The answer should be each line of the records that contains the word "invalid"; please copy them all.

Items listed in a dataset
________
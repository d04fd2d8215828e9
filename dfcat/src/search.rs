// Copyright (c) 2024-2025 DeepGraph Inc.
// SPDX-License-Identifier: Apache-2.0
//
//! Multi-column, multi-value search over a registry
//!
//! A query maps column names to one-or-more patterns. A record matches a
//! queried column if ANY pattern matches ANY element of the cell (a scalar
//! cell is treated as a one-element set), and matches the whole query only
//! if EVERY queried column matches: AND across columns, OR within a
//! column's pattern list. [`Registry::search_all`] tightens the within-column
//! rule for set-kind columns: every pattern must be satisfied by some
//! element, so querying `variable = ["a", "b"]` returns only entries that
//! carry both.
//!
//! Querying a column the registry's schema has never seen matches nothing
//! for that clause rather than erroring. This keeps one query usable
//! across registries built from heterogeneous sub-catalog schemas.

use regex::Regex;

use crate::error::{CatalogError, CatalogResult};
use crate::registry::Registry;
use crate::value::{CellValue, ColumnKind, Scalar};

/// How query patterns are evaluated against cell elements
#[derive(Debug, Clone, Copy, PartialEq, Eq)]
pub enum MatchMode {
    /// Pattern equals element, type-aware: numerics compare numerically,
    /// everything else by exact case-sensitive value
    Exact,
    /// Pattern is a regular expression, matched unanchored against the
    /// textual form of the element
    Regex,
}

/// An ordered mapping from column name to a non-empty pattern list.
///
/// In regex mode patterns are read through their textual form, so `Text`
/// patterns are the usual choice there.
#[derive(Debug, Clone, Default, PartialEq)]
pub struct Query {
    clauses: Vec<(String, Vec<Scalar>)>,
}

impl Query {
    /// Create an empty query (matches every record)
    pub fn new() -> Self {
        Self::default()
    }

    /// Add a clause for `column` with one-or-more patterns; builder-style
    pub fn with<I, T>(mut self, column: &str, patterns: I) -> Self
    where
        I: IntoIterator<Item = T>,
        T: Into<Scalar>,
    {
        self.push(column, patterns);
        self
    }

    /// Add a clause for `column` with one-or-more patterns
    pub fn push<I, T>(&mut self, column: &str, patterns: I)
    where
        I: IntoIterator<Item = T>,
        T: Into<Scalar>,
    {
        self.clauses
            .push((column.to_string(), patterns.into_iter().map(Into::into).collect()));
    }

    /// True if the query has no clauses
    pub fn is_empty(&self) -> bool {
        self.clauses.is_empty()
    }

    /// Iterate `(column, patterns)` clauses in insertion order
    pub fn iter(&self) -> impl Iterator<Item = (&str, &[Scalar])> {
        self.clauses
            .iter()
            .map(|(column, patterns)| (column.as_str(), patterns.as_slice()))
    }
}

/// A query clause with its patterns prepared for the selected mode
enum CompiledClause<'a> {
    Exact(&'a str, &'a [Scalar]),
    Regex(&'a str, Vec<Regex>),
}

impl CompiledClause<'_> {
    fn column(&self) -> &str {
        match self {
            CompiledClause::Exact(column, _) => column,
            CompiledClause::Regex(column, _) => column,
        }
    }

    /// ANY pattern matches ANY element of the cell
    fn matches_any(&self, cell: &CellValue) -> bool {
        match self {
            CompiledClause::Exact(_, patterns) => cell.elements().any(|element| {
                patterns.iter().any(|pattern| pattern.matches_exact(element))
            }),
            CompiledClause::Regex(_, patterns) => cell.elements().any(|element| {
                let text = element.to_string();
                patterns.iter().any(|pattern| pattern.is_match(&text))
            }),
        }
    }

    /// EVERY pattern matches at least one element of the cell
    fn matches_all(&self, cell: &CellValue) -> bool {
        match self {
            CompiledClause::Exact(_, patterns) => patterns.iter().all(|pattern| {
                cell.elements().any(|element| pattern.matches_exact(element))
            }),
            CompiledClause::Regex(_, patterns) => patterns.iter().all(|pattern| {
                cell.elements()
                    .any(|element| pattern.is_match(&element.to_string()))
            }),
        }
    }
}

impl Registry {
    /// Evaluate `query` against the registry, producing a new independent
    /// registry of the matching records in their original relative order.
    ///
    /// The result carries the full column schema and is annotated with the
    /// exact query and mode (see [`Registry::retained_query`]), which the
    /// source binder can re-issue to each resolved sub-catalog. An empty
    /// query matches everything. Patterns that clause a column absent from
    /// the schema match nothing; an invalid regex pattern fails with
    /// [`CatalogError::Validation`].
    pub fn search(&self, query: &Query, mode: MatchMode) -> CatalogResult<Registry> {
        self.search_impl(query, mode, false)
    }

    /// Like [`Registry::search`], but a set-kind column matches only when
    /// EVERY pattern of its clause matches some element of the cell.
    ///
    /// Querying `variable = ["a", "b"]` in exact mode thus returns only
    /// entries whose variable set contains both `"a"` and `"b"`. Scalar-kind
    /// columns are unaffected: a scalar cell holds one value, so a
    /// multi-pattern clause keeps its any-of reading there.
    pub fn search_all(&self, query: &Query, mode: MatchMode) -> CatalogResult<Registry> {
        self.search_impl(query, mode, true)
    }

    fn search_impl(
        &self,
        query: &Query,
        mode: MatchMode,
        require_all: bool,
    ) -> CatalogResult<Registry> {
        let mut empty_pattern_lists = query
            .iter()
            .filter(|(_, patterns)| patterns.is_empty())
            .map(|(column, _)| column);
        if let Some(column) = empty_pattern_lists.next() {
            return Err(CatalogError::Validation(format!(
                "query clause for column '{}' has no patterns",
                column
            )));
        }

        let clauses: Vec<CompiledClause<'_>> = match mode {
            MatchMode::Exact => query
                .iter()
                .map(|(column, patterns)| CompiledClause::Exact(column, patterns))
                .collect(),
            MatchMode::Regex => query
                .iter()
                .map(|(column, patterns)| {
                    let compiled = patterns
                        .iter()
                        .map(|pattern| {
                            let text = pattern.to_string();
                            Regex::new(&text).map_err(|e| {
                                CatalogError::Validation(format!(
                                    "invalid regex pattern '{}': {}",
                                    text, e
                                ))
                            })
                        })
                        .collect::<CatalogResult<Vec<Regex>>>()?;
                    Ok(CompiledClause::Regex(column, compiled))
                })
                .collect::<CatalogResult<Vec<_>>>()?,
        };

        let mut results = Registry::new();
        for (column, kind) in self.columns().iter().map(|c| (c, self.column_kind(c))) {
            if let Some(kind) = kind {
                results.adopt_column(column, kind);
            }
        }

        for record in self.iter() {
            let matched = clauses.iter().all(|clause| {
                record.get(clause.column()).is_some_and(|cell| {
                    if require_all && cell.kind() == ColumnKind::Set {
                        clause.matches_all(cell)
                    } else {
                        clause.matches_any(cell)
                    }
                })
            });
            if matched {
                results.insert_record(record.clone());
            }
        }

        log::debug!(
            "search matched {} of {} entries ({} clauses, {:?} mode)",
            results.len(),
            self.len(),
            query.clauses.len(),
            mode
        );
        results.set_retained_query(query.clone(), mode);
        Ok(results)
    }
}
________
#### Task result:
    /// the schema match nothing; an invalid regex pattern fails with
                                    "invalid regex pattern '{}': {}",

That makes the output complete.